**Exercise instructions**
Copy out every line holding the string "derived" from the records below.

[Stored data entries]
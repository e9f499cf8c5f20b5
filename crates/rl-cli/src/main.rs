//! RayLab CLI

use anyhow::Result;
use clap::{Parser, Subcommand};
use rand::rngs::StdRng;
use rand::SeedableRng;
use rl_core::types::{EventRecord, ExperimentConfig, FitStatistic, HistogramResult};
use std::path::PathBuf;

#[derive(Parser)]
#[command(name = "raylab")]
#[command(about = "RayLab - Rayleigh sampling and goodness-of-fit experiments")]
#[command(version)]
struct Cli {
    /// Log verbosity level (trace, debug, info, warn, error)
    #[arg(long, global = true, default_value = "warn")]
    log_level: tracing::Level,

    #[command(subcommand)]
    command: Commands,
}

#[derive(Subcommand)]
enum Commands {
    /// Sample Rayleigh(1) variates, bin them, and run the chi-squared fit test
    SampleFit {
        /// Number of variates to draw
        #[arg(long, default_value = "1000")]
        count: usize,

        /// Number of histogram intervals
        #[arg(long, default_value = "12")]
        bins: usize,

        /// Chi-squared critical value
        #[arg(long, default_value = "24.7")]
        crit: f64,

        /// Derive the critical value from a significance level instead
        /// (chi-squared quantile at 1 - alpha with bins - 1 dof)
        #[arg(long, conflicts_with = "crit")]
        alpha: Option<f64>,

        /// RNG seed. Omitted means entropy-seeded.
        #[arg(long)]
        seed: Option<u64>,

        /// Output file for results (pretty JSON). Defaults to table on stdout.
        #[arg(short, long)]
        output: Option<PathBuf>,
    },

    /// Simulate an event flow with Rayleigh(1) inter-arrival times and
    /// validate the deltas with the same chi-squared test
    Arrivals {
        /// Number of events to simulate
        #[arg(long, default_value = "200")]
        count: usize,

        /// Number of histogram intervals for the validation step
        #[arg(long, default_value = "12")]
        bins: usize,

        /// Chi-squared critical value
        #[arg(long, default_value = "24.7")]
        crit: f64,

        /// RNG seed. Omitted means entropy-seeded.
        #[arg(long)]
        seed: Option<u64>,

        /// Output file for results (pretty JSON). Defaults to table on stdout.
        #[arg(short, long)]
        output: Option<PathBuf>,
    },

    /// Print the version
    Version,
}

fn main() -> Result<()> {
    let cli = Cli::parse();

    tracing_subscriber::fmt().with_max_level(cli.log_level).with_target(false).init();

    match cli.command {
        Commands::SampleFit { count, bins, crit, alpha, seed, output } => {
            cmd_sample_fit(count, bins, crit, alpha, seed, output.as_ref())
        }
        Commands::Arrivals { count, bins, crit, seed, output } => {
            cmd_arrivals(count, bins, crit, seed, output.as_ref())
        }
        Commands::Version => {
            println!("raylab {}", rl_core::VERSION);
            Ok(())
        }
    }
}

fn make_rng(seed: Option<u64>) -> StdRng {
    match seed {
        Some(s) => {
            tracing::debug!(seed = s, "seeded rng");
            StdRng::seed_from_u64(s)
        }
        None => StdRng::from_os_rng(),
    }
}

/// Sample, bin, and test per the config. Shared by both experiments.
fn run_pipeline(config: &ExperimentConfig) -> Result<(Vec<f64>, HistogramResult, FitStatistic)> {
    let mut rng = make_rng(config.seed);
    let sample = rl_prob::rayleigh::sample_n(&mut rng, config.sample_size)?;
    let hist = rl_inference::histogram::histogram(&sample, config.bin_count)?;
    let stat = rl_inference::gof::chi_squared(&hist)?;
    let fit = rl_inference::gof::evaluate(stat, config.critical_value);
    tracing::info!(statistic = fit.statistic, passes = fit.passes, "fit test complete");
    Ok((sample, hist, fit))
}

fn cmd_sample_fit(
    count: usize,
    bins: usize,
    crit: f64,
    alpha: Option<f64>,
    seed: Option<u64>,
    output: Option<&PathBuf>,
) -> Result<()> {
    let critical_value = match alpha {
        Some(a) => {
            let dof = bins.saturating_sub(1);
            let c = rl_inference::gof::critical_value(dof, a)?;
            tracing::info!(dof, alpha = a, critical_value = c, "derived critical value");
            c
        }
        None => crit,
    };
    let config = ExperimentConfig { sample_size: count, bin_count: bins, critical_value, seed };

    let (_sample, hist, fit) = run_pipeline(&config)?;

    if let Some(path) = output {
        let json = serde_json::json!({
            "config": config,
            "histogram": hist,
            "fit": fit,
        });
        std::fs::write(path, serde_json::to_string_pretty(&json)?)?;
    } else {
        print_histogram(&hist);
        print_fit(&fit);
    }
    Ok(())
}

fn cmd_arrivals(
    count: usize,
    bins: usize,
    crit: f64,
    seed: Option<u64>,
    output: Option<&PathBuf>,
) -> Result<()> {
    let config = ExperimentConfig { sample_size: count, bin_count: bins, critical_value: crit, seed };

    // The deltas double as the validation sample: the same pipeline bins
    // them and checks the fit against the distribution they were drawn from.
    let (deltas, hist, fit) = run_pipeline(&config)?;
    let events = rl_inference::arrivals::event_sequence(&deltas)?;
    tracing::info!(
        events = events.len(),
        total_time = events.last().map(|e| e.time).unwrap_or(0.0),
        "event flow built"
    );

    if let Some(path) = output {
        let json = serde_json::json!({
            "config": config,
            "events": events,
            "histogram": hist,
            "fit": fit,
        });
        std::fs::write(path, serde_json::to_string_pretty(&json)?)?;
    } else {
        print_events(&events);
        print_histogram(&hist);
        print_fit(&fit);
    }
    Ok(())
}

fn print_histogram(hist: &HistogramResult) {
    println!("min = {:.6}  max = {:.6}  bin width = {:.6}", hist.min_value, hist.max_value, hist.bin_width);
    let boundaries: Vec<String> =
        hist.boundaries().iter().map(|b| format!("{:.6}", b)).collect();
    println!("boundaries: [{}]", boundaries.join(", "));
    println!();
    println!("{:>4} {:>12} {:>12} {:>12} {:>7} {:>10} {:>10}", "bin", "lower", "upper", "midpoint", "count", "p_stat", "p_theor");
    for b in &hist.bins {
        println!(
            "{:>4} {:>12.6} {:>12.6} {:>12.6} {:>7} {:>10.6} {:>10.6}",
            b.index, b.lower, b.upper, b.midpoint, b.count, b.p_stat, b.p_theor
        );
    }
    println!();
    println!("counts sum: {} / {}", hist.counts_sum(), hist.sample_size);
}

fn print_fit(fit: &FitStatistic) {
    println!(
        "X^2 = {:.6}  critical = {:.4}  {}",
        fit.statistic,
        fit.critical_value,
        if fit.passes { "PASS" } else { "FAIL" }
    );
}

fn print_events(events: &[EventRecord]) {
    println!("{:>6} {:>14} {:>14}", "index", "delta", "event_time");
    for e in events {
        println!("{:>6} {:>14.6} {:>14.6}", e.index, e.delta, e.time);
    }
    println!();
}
...
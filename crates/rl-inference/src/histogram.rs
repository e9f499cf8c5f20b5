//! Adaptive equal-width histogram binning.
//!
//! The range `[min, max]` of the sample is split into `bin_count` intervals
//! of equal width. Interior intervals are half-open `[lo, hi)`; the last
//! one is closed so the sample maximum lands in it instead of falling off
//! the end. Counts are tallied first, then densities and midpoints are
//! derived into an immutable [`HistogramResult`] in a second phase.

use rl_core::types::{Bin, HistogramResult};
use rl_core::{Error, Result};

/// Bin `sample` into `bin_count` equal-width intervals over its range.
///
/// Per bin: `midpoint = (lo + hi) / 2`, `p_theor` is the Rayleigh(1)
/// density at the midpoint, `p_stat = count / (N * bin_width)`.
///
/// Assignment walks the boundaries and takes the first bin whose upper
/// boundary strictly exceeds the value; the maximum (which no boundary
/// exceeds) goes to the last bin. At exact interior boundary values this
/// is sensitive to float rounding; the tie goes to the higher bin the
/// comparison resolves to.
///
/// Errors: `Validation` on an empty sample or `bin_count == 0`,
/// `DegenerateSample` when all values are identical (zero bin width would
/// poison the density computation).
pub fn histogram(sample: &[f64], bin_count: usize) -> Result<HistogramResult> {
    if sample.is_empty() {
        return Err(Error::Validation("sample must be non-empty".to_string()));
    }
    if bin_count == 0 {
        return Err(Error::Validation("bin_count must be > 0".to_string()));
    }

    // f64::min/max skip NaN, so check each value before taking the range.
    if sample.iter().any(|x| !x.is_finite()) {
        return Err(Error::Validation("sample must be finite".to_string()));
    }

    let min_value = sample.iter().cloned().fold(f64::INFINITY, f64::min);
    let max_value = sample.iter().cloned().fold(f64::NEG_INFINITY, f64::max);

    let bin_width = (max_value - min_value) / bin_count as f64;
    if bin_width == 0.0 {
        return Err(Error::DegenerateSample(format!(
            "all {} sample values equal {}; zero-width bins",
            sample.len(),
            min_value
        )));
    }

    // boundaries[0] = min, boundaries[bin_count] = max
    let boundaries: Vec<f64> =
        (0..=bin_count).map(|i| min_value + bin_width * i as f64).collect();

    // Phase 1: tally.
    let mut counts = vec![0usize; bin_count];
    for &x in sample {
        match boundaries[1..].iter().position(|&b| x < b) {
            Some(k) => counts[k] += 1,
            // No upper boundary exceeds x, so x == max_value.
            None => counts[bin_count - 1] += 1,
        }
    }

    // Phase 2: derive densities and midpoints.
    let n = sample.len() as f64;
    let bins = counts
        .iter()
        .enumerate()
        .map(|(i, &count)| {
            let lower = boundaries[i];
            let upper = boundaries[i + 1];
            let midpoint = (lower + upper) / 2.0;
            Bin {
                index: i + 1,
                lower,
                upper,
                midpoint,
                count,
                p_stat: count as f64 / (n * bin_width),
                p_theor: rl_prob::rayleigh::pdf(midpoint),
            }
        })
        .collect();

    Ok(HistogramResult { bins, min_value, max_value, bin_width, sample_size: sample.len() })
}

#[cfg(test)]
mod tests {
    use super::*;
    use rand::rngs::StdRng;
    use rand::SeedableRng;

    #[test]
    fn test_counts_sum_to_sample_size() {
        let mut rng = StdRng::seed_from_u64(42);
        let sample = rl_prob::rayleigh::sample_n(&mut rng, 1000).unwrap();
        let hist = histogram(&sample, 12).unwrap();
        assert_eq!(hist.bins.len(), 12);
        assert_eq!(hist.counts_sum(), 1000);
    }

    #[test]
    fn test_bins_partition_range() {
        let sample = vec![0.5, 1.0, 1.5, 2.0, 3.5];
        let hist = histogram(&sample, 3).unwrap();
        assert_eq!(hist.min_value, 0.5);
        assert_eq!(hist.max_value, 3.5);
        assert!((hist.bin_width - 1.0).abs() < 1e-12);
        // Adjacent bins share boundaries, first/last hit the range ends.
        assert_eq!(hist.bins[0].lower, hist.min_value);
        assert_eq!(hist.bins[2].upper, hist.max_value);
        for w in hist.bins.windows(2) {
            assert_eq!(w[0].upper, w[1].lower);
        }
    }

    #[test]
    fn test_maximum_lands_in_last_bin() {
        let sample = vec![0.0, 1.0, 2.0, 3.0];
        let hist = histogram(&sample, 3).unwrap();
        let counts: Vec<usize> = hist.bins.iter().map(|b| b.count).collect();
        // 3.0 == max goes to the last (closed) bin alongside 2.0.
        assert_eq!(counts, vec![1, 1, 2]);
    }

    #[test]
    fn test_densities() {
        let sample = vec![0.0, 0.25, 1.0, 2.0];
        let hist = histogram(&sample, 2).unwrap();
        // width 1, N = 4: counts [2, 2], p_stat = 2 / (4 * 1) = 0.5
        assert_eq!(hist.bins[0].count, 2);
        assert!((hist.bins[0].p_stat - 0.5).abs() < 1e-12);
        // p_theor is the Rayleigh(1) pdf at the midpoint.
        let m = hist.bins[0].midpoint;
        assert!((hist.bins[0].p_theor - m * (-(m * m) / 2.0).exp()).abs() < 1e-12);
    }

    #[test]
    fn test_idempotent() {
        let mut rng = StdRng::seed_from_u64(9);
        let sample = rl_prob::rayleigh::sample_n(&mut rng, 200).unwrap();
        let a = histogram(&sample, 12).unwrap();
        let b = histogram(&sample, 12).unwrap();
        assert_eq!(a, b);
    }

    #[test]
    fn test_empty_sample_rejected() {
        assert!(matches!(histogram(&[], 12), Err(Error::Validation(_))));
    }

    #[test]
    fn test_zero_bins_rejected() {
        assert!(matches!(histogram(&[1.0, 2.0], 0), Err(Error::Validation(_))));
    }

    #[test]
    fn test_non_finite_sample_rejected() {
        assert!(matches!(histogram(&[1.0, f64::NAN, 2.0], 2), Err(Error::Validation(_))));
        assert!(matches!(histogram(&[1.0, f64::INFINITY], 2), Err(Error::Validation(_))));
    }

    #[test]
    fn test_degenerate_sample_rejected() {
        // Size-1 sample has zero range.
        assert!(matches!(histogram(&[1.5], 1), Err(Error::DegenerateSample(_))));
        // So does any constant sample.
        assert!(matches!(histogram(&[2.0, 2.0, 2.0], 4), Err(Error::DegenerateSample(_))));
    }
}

**Exercise response**
            tracing::info!(dof, alpha = a, critical_value = c, "derived critical value");
//! derived into an immutable [`HistogramResult`] in a second phase.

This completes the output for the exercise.